WHAT TO PRODUCE:
Search the entries below for "records", and copy each line where it appears.

##### GIVEN DATA #####

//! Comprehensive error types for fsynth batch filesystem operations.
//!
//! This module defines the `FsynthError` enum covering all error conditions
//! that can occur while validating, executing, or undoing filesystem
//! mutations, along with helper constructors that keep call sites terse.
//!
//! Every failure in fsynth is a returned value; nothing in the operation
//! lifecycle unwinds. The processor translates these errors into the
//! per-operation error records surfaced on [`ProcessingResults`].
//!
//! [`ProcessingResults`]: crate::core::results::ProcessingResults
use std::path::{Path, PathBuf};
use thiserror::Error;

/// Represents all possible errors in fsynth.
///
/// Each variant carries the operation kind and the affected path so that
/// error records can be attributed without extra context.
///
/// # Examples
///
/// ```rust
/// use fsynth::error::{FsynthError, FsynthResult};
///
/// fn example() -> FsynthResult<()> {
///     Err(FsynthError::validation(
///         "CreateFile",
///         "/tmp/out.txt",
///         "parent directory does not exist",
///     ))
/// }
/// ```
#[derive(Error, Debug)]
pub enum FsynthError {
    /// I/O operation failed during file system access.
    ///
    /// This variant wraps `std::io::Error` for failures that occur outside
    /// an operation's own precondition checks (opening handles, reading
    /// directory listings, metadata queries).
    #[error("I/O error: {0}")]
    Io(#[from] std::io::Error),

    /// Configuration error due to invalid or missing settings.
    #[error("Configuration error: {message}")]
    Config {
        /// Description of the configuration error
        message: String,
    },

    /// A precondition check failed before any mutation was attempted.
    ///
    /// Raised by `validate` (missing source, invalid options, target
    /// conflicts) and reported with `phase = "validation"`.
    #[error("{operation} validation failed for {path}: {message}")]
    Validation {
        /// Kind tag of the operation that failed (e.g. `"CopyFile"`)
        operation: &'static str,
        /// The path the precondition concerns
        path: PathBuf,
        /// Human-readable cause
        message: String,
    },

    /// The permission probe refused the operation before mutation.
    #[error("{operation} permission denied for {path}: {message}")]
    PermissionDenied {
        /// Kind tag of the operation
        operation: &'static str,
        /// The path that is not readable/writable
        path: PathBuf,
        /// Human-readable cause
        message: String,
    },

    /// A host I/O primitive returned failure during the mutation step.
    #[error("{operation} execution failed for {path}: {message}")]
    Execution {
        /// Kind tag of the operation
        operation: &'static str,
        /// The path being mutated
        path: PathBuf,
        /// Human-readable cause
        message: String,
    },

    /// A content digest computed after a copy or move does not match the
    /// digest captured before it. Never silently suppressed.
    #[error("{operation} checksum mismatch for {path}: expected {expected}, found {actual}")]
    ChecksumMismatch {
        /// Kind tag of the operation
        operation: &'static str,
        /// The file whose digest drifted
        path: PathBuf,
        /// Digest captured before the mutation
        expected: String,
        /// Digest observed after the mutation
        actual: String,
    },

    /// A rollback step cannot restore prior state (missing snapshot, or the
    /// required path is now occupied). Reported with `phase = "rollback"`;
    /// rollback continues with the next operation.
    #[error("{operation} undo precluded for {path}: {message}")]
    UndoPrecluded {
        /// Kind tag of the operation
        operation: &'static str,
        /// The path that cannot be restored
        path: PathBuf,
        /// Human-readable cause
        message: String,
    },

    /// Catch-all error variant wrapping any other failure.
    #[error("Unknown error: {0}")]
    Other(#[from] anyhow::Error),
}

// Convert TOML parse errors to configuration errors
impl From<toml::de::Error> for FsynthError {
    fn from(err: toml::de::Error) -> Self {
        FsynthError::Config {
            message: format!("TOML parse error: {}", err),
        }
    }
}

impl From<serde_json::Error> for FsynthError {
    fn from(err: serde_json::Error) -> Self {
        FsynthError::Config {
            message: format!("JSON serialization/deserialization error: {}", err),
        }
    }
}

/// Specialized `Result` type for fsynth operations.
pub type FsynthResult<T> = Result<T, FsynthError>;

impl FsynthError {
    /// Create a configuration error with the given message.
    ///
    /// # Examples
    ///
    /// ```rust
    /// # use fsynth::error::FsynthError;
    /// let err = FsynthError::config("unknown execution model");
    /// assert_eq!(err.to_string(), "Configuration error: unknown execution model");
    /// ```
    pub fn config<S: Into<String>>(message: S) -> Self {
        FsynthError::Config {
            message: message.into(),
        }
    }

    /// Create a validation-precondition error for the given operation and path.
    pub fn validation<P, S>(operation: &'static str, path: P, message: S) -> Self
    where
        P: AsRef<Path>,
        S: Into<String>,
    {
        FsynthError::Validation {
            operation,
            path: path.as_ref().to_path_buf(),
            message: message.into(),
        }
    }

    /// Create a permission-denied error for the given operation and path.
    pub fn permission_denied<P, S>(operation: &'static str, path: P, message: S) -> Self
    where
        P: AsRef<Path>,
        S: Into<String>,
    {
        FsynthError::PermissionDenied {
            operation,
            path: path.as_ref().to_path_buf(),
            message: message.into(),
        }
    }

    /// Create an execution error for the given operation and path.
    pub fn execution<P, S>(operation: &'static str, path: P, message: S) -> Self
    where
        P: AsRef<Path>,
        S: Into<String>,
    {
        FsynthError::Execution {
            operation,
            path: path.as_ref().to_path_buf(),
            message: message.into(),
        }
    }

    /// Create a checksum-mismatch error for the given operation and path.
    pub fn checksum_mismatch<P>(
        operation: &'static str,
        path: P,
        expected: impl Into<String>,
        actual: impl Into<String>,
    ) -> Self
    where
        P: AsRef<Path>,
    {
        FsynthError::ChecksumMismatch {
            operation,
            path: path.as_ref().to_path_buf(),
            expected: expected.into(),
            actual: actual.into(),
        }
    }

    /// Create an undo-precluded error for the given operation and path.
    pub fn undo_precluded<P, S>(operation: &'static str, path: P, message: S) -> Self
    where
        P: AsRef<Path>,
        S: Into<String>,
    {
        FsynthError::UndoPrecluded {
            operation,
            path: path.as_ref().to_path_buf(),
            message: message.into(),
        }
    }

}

#####
##### GIVEN DATA #####

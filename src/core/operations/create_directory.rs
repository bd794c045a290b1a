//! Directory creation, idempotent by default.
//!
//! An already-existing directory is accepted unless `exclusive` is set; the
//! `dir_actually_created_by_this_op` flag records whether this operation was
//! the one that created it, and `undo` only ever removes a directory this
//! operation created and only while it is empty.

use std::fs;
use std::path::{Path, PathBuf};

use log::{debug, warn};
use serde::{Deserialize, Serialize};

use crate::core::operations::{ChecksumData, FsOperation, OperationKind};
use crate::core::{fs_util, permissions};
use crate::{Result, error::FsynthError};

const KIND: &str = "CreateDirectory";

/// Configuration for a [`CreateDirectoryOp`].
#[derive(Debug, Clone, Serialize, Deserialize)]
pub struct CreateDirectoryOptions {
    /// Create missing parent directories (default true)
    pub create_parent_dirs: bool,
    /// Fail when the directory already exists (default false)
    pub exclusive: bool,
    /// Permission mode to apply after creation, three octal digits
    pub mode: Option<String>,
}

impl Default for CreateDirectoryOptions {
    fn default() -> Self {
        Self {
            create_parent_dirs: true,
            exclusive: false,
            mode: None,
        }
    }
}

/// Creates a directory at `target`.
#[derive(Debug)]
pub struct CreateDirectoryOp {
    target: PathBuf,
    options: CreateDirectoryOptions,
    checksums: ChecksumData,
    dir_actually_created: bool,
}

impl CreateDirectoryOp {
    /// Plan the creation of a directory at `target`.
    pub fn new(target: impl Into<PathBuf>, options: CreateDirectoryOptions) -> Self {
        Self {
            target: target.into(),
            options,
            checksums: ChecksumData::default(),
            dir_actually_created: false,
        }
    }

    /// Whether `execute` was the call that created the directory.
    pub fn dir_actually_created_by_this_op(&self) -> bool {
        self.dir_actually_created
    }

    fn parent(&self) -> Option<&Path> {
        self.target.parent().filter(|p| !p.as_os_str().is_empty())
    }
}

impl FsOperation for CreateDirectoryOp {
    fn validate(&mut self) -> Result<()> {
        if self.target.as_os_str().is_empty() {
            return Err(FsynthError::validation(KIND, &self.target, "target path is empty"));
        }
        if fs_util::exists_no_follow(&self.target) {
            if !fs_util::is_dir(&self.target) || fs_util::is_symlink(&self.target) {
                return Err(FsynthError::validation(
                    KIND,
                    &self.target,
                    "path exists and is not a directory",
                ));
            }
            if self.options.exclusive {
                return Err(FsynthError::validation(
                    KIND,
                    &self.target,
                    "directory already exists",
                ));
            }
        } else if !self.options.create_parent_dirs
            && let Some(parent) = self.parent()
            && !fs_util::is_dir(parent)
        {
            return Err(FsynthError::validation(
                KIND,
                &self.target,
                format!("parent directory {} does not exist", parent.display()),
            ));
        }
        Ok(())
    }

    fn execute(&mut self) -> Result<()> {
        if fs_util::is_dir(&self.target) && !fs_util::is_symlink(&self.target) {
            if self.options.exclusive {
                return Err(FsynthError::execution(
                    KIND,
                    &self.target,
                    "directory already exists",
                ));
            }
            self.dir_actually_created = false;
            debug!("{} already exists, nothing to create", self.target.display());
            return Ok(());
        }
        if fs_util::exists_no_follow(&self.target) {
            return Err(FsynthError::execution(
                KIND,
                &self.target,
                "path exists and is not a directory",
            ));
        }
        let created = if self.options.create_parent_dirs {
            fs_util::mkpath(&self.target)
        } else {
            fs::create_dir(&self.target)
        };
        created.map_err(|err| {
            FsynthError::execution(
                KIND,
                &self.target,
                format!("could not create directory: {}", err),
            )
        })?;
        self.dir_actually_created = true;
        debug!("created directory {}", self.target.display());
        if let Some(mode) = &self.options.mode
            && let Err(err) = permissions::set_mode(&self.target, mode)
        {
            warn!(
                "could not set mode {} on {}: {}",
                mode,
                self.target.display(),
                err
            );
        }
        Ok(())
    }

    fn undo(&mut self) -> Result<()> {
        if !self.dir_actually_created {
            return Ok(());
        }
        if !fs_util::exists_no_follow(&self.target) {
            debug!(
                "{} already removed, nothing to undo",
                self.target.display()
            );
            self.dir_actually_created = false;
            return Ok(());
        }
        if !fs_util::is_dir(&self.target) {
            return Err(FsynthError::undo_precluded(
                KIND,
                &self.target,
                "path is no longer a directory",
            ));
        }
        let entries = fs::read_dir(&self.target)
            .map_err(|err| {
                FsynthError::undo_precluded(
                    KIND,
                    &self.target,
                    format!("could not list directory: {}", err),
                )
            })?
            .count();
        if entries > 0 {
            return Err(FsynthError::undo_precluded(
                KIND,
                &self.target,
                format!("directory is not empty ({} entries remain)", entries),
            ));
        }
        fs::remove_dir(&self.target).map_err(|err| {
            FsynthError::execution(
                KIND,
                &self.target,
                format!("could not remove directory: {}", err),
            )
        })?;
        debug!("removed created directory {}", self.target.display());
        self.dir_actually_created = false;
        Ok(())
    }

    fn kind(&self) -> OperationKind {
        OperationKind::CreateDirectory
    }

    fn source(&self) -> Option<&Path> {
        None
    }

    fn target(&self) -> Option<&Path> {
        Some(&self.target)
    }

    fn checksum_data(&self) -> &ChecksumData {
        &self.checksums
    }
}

#####

SOLUTION FOR THIS EXERCISE:
//! per-operation error records surfaced on [`ProcessingResults`].
/// error records can be attributed without extra context.
//! `dir_actually_created_by_this_op` flag records whether this operation was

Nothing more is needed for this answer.